■ WHAT YOU WILL DO
Report every line of the records that contains the word "filename".
*** DATA PROVIDED ***
use crate::agent::{Agent, Invocation};
use crate::builder::LLMAgentBuilder;
use async_trait::async_trait;
use fxa_core::{
    Content, Error, FunctionCall, FunctionResponse, GenerateConfig, LLM, LLMRequest, Result, Tool,
};
use fxa_telemetry::{
    AgentTracer, SpanHandle,
    spans::{self, ChatSpanAttributes, ToolSpanAttributes},
};
use fxa_tool::DefaultToolContext;
use serde_json::{Value, json};
use std::collections::BTreeMap;
use std::sync::Arc;

/// Model turns allowed per invocation before giving up
pub const DEFAULT_MAX_TURNS: usize = 5;

pub const SYSTEM_INSTRUCTION: &str = "You are a helpful assistant that only answers questions \
about currency exchange rates. Always choose the get_exchange_rate tool when you need fresh FX \
data. Decline unrelated requests politely.";

/// Agent that alternates model turns and tool calls until the model answers
pub struct LLMAgent {
    pub(crate) name: String,
    pub(crate) model: Arc<dyn LLM>,
    pub(crate) system_instruction: String,
    pub(crate) tools: BTreeMap<String, Arc<dyn Tool>>,
    pub(crate) tracer: Arc<dyn AgentTracer>,
    pub(crate) generate_config: Option<GenerateConfig>,
    pub(crate) max_turns: usize,
}

impl LLMAgent {
    pub fn builder() -> LLMAgentBuilder {
        LLMAgentBuilder::new()
    }

    pub fn model_name(&self) -> &str {
        self.model.name()
    }

    /// Run one tool call. Failures become `{"error": ...}` for the model.
    async fn execute_tool(
        &self,
        call: &FunctionCall,
        invocation: &Invocation,
        parent: &SpanHandle,
    ) -> Value {
        let call_id = call
            .id
            .clone()
            .unwrap_or_else(|| uuid::Uuid::new_v4().to_string());

        let Some(tool) = self.tools.get(&call.name) else {
            tracing::warn!(
                invocation_id = %invocation.id,
                tool_name = %call.name,
                "Model requested an unknown tool"
            );
            return json!({ "error": format!("Tool '{}' is not available", call.name) });
        };

        let span = spans::start_tool(
            self.tracer.as_ref(),
            parent,
            ToolSpanAttributes {
                invocation_id: &invocation.id,
                tool_name: tool.name(),
                tool_description: tool.description(),
                tool_call_id: &call_id,
                tool_attributes: tool.trace_attributes(&call.args),
                args: &call.args,
            },
        );

        tracing::debug!(
            invocation_id = %invocation.id,
            tool_name = %call.name,
            tool_call_id = %call_id,
            "Executing tool"
        );

        let ctx = Arc::new(DefaultToolContext::new(call_id.clone(), invocation.id.clone()));
        let result = match tool.execute(ctx, call.args.clone()).await {
            Ok(response) => response.result,
            Err(e) => {
                let err = Error::ToolFailed {
                    tool: call.name.clone(),
                    source: anyhow::Error::new(e),
                };
                tracing::warn!(
                    invocation_id = %invocation.id,
                    tool_call_id = %call_id,
                    error = %err,
                    "Tool execution failed"
                );
                json!({ "error": err.to_string() })
            }
        };

        spans::record_tool_result(self.tracer.as_ref(), &span, &result);
        span.end();
        result
    }
}

#[async_trait]
impl Agent for LLMAgent {
    fn name(&self) -> &str {
        &self.name
    }

    async fn run(&self, invocation: &Invocation, span: &SpanHandle) -> Result<String> {
        let declarations: Vec<_> = self.tools.values().map(|tool| tool.declaration()).collect();
        let mut conversation = vec![Content::new_user_text(invocation.prompt.clone())];

        tracing::info!(
            invocation_id = %invocation.id,
            agent = %self.name,
            model = %self.model.name(),
            "Starting LLM agent execution"
        );

        for turn in 0..self.max_turns {
            let request = LLMRequest {
                model: self.model.name().to_string(),
                system_instruction: Some(self.system_instruction.clone()),
                contents: conversation.clone(),
                tools: declarations.clone(),
                config: self.generate_config.clone(),
            };

            let chat_span = spans::start_chat(
                self.tracer.as_ref(),
                span,
                ChatSpanAttributes {
                    invocation_id: &invocation.id,
                    model: self.model.name(),
                    system: self.model.system(),
                },
            );

            tracing::debug!(invocation_id = %invocation.id, turn, "Calling LLM");

            let response = match self.model.generate_content(request).await {
                Ok(response) => response,
                Err(e) => {
                    chat_span.record_error(e.to_string());
                    chat_span.end();
                    tracing::error!(
                        invocation_id = %invocation.id,
                        turn,
                        error = %e,
                        "LLM call failed"
                    );
                    return Err(e);
                }
            };

            spans::record_chat_response(
                &chat_span,
                response.usage,
                response.finish_reason.as_deref(),
            );
            chat_span.end();

            let function_calls = response.content.function_calls();

            // No function calls: this is the final answer
            if function_calls.is_empty() {
                let answer = response.content.text().trim().to_string();
                if answer.is_empty() {
                    return Err(Error::llm_error("model returned an empty answer"));
                }
                tracing::info!(
                    invocation_id = %invocation.id,
                    turns = turn + 1,
                    "Agent execution completed"
                );
                return Ok(answer);
            }

            conversation.push(response.content);

            let mut function_responses = Vec::with_capacity(function_calls.len());
            for call in &function_calls {
                let result = self.execute_tool(call, invocation, span).await;
                function_responses.push(FunctionResponse {
                    name: call.name.clone(),
                    response: result,
                    id: call.id.clone(),
                });
            }
            conversation.push(Content::function_responses(function_responses));
        }

        tracing::warn!(
            invocation_id = %invocation.id,
            max_turns = self.max_turns,
            "Model did not produce a final answer"
        );
        Err(Error::llm_error(format!(
            "no final answer after {} model turns",
            self.max_turns
        )))
    }
}
//! OpenAI provider
//!
//! Chat completions with function calling. The same wire format serves
//! Azure OpenAI deployments; only the URL layout and the auth header differ.

pub mod provider;
pub mod types;

pub use provider::OpenAIProvider;

/// How requests are authenticated
#[derive(Clone, Debug)]
pub enum OpenAIAuth {
    /// `Authorization: Bearer <key>` (api.openai.com and compatible servers)
    Bearer(String),
    /// `api-key: <key>` (Azure OpenAI)
    AzureApiKey(String),
}

impl OpenAIAuth {
    pub fn apply(&self, builder: reqwest::RequestBuilder) -> reqwest::RequestBuilder {
        match self {
            OpenAIAuth::Bearer(key) => builder.bearer_auth(key),
            OpenAIAuth::AzureApiKey(key) => builder.header("api-key", key),
        }
    }
}

/// OpenAI configuration
#[derive(Clone, Debug)]
pub struct OpenAIConfig {
    /// Model name (or Azure deployment name)
    pub model: String,
    /// Full chat completions URL
    pub url: String,
    pub auth: OpenAIAuth,
    /// Value reported as `gen_ai.system`
    pub system: &'static str,
}

impl OpenAIConfig {
    /// Configuration for api.openai.com or a compatible base URL
    pub fn openai(api_key: String, model: String, base_url: String) -> Self {
        Self {
            model,
            url: format!("{}/chat/completions", base_url.trim_end_matches('/')),
            auth: OpenAIAuth::Bearer(api_key),
            system: "openai",
        }
    }

    /// Configuration for an Azure OpenAI deployment
    pub fn azure(endpoint: String, deployment: String, api_key: String, api_version: String) -> Self {
        Self {
            url: format!(
                "{}/openai/deployments/{}/chat/completions?api-version={}",
                endpoint.trim_end_matches('/'),
                deployment,
                api_version
            ),
            model: deployment,
            auth: OpenAIAuth::AzureApiKey(api_key),
            system: "az.ai.openai",
        }
    }
}
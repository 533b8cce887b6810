//! In-memory span capture for tests.
//!
//! ```ignore
//! let exporter = RecordingExporter::new();
//! let tracer = TelemetryRegistry::new().attach_with(&config, exporter.installer());
//! // ... exercise the agent ...
//! assert_eq!(exporter.spans_named("execute_tool get_exchange_rate").len(), 1);
//! ```

use crate::{ConnectionTarget, TelemetryError, exporter, tracer::AgentIdentity};
use futures::future::BoxFuture;
use opentelemetry::KeyValue;
use opentelemetry_sdk::{
    export::trace::{ExportResult, SpanData, SpanExporter},
    trace::TracerProvider,
};
use std::sync::{Arc, Mutex, PoisonError};

/// Exporter that keeps every finished span in memory
#[derive(Debug, Clone, Default)]
pub struct RecordingExporter {
    spans: Arc<Mutex<Vec<SpanData>>>,
}

impl RecordingExporter {
    pub fn new() -> Self {
        Self::default()
    }

    /// Spans finished so far, in end order
    pub fn spans(&self) -> Vec<SpanData> {
        self.spans
            .lock()
            .unwrap_or_else(PoisonError::into_inner)
            .clone()
    }

    pub fn spans_named(&self, name: &str) -> Vec<SpanData> {
        self.spans()
            .into_iter()
            .filter(|span| span.name == name)
            .collect()
    }

    /// Installer for [`crate::TelemetryRegistry::attach_with`] that exports
    /// synchronously into this recorder
    pub fn installer(
        &self,
    ) -> impl FnOnce(&ConnectionTarget, &AgentIdentity) -> Result<TracerProvider, TelemetryError>
    {
        let exporter = self.clone();
        move |_target, identity| {
            Ok(TracerProvider::builder()
                .with_simple_exporter(exporter)
                .with_config(exporter::provider_config(identity))
                .build())
        }
    }
}

impl SpanExporter for RecordingExporter {
    fn export(&mut self, batch: Vec<SpanData>) -> BoxFuture<'static, ExportResult> {
        self.spans
            .lock()
            .unwrap_or_else(PoisonError::into_inner)
            .extend(batch);
        Box::pin(std::future::ready(Ok(())))
    }
}

/// Look up a string attribute on a recorded span
pub fn attribute(span: &SpanData, key: &str) -> Option<String> {
    span.attributes
        .iter()
        .find(|kv: &&KeyValue| kv.key.as_str() == key)
        .map(|kv| kv.value.as_str().into_owned())
}
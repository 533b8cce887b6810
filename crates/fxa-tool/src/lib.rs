//! Tool system for the currency-exchange agent
//!
//! This crate provides:
//! - A JSON schema builder for tool parameters
//! - The default tool context
//! - Built-in tools (`get_exchange_rate`)

pub mod builtin;
pub mod context;
pub mod schema;

// Re-exports
pub use builtin::{ExchangeRateArgs, ExchangeRateResult, ExchangeRateTool, LookupError};
pub use context::DefaultToolContext;
pub use schema::ToolSchema;

// Re-export core types
pub use fxa_core::{Result, Tool, ToolContext, ToolResponse};
use serde::{Deserialize, Serialize};

#[derive(Debug, Clone, Serialize, Deserialize)]
pub struct PromptRequest {
    pub prompt: String,
}

#[derive(Debug, Clone, Serialize, Deserialize)]
pub struct InvokeResponse {
    pub result: String,
}

#[derive(Debug, Clone, Serialize, Deserialize)]
pub struct HealthResponse {
    pub status: String,
}

#[derive(Debug, Clone, Serialize, Deserialize)]
pub struct LandingResponse {
    pub message: String,
}

/// Error body; `invocation_id` is present once a request was accepted
#[derive(Debug, Clone, Serialize, Deserialize)]
pub struct ErrorResponse {
    pub error: String,
    #[serde(skip_serializing_if = "Option::is_none")]
    pub invocation_id: Option<String>,
}
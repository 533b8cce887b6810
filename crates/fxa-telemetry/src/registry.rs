//! Process-wide telemetry attachment
//!
//! The first call to [`attach`] decides, once, whether spans are exported.
//! Later calls return the same tracer and never install a second pipeline.

use crate::{
    ConnectionTarget, TelemetryError,
    attributes::SYSTEM_NAME,
    exporter,
    tracer::{ActiveTracer, AgentIdentity, AgentTracer, NoOpTracer},
};
use fxa_core::TelemetryConfig;
use opentelemetry::trace::TracerProvider as _;
use opentelemetry_sdk::trace::TracerProvider;
use std::sync::atomic::{AtomicBool, AtomicUsize, Ordering};
use std::sync::{Arc, OnceLock};

/// Outcome of the attachment decision
#[derive(Debug, Clone, PartialEq, Eq)]
pub enum AttachStatus {
    /// Spans are exported
    Enabled { exporter: &'static str },
    /// No connection value was configured
    NotConfigured,
    /// A connection value was configured but could not be used
    Unavailable { reason: String },
}

impl AttachStatus {
    pub fn is_enabled(&self) -> bool {
        matches!(self, AttachStatus::Enabled { .. })
    }

    /// Emit the decision as a single log line
    pub fn log(&self) {
        match self {
            AttachStatus::Enabled { exporter } => {
                tracing::info!(exporter, "Telemetry enabled");
            }
            AttachStatus::NotConfigured => {
                tracing::info!("Telemetry disabled: no connection string configured");
            }
            AttachStatus::Unavailable { reason } => {
                tracing::warn!(reason = %reason, "Telemetry disabled");
            }
        }
    }
}

struct Attached {
    tracer: Arc<dyn AgentTracer>,
    provider: Option<TracerProvider>,
    status: AttachStatus,
}

/// Guards the single exporter pipeline
pub struct TelemetryRegistry {
    attached: OnceLock<Attached>,
    exporters: AtomicUsize,
    shut_down: AtomicBool,
}

impl TelemetryRegistry {
    pub const fn new() -> Self {
        Self {
            attached: OnceLock::new(),
            exporters: AtomicUsize::new(0),
            shut_down: AtomicBool::new(false),
        }
    }

    /// Attach with the batching exporters for the configured target
    pub fn attach(&self, config: &TelemetryConfig) -> Arc<dyn AgentTracer> {
        self.attach_with(config, exporter::install_batch)
    }

    /// Attach with a custom pipeline installer.
    ///
    /// `install` runs at most once per registry, and only when the connection
    /// value parses. Its errors downgrade telemetry to a no-op tracer.
    pub fn attach_with<F>(&self, config: &TelemetryConfig, install: F) -> Arc<dyn AgentTracer>
    where
        F: FnOnce(&ConnectionTarget, &AgentIdentity) -> Result<TracerProvider, TelemetryError>,
    {
        let attached = self.attached.get_or_init(|| {
            let identity = AgentIdentity::from_config(config);
            match Self::decide(config, &identity, install) {
                Ok(Some((provider, exporter))) => {
                    self.exporters.fetch_add(1, Ordering::SeqCst);
                    let tracer = ActiveTracer::new(
                        provider.tracer(SYSTEM_NAME),
                        identity,
                        config.enable_content,
                    );
                    Attached {
                        tracer: Arc::new(tracer),
                        provider: Some(provider),
                        status: AttachStatus::Enabled { exporter },
                    }
                }
                Ok(None) => Self::disabled(AttachStatus::NotConfigured),
                Err(err) => Self::disabled(AttachStatus::Unavailable {
                    reason: err.to_string(),
                }),
            }
        });

        attached.tracer.clone()
    }

    fn decide<F>(
        config: &TelemetryConfig,
        identity: &AgentIdentity,
        install: F,
    ) -> Result<Option<(TracerProvider, &'static str)>, TelemetryError>
    where
        F: FnOnce(&ConnectionTarget, &AgentIdentity) -> Result<TracerProvider, TelemetryError>,
    {
        let Some(value) = config.connection_value() else {
            return Ok(None);
        };
        let Some(target) = ConnectionTarget::parse(value)? else {
            return Ok(None);
        };

        let provider = install(&target, identity)?;
        Ok(Some((provider, target.exporter_name())))
    }

    fn disabled(status: AttachStatus) -> Attached {
        Attached {
            tracer: Arc::new(NoOpTracer),
            provider: None,
            status,
        }
    }

    /// Number of exporter pipelines installed; never more than one
    pub fn exporter_count(&self) -> usize {
        self.exporters.load(Ordering::SeqCst)
    }

    /// The attachment decision, once made
    pub fn status(&self) -> Option<AttachStatus> {
        self.attached.get().map(|a| a.status.clone())
    }

    /// Flush pending spans and shut the pipeline down.
    ///
    /// Only the first call does anything. With the batch processor this
    /// blocks, so call it from a blocking context.
    pub fn shutdown(&self) {
        if self.shut_down.swap(true, Ordering::SeqCst) {
            return;
        }
        let Some(provider) = self.attached.get().and_then(|a| a.provider.as_ref()) else {
            return;
        };

        for result in provider.force_flush() {
            if let Err(e) = result {
                tracing::warn!(error = %e, "Failed to flush spans");
            }
        }
        if let Err(e) = provider.shutdown() {
            tracing::warn!(error = %e, "Failed to shut down tracer provider");
        }
    }
}

impl Default for TelemetryRegistry {
    fn default() -> Self {
        Self::new()
    }
}

static GLOBAL: TelemetryRegistry = TelemetryRegistry::new();

/// Attach telemetry for the process
pub fn attach(config: &TelemetryConfig) -> Arc<dyn AgentTracer> {
    GLOBAL.attach(config)
}

pub fn exporter_count() -> usize {
    GLOBAL.exporter_count()
}

pub fn status() -> Option<AttachStatus> {
    GLOBAL.status()
}

/// Flush and stop the process-wide pipeline; a no-op when telemetry is disabled
pub fn shutdown() {
    GLOBAL.shutdown()
}
//! Provider factory
//!
//! Turns a resolved [`LlmBackend`] into a ready-to-use model.

use super::{
    gemini::{GeminiAuth, GeminiConfig, GeminiProvider},
    openai::{OpenAIConfig, OpenAIProvider},
};
use crate::{LLM, LlmBackend};
use std::sync::Arc;

/// Create the model for a backend
pub fn create_model(backend: &LlmBackend) -> Arc<dyn LLM> {
    match backend {
        LlmBackend::OpenAI {
            api_key,
            base_url,
            model,
        } => Arc::new(OpenAIProvider::new(OpenAIConfig::openai(
            api_key.clone(),
            model.clone(),
            base_url.clone(),
        ))),
        LlmBackend::AzureOpenAI {
            endpoint,
            deployment,
            api_key,
            api_version,
        } => Arc::new(OpenAIProvider::new(OpenAIConfig::azure(
            endpoint.clone(),
            deployment.clone(),
            api_key.clone(),
            api_version.clone(),
        ))),
        LlmBackend::Gemini {
            api_key,
            model,
            base_url,
        } => Arc::new(GeminiProvider::new(
            GeminiAuth::ApiKey(api_key.clone()),
            GeminiConfig::with_base_url(model.clone(), base_url.clone()),
        )),
    }
}

#[cfg(test)]
mod tests {
    use super::*;

    #[test]
    fn test_create_model_per_backend() {
        let openai = create_model(&LlmBackend::OpenAI {
            api_key: "sk".into(),
            base_url: "https://api.openai.com/v1".into(),
            model: "gpt-4o-mini".into(),
        });
        assert_eq!(openai.name(), "gpt-4o-mini");
        assert_eq!(openai.system(), "openai");

        let azure = create_model(&LlmBackend::AzureOpenAI {
            endpoint: "https://example.openai.azure.com".into(),
            deployment: "gpt-4o".into(),
            api_key: "key".into(),
            api_version: "2024-06-01".into(),
        });
        assert_eq!(azure.name(), "gpt-4o");
        assert_eq!(azure.system(), "az.ai.openai");

        let gemini = create_model(&LlmBackend::Gemini {
            api_key: "key".into(),
            model: "gemini-2.0-flash".into(),
            base_url: "https://generativelanguage.googleapis.com/v1beta/models".into(),
        });
        assert_eq!(gemini.name(), "gemini-2.0-flash");
        assert_eq!(gemini.system(), "gcp.gemini");
    }
}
*** End of DATA PROVIDED ***
■ RESULT OF THIS TASK
filename crates/fxa-tool/src/lib.rs
filename crates/fxa-telemetry/src/registry.rs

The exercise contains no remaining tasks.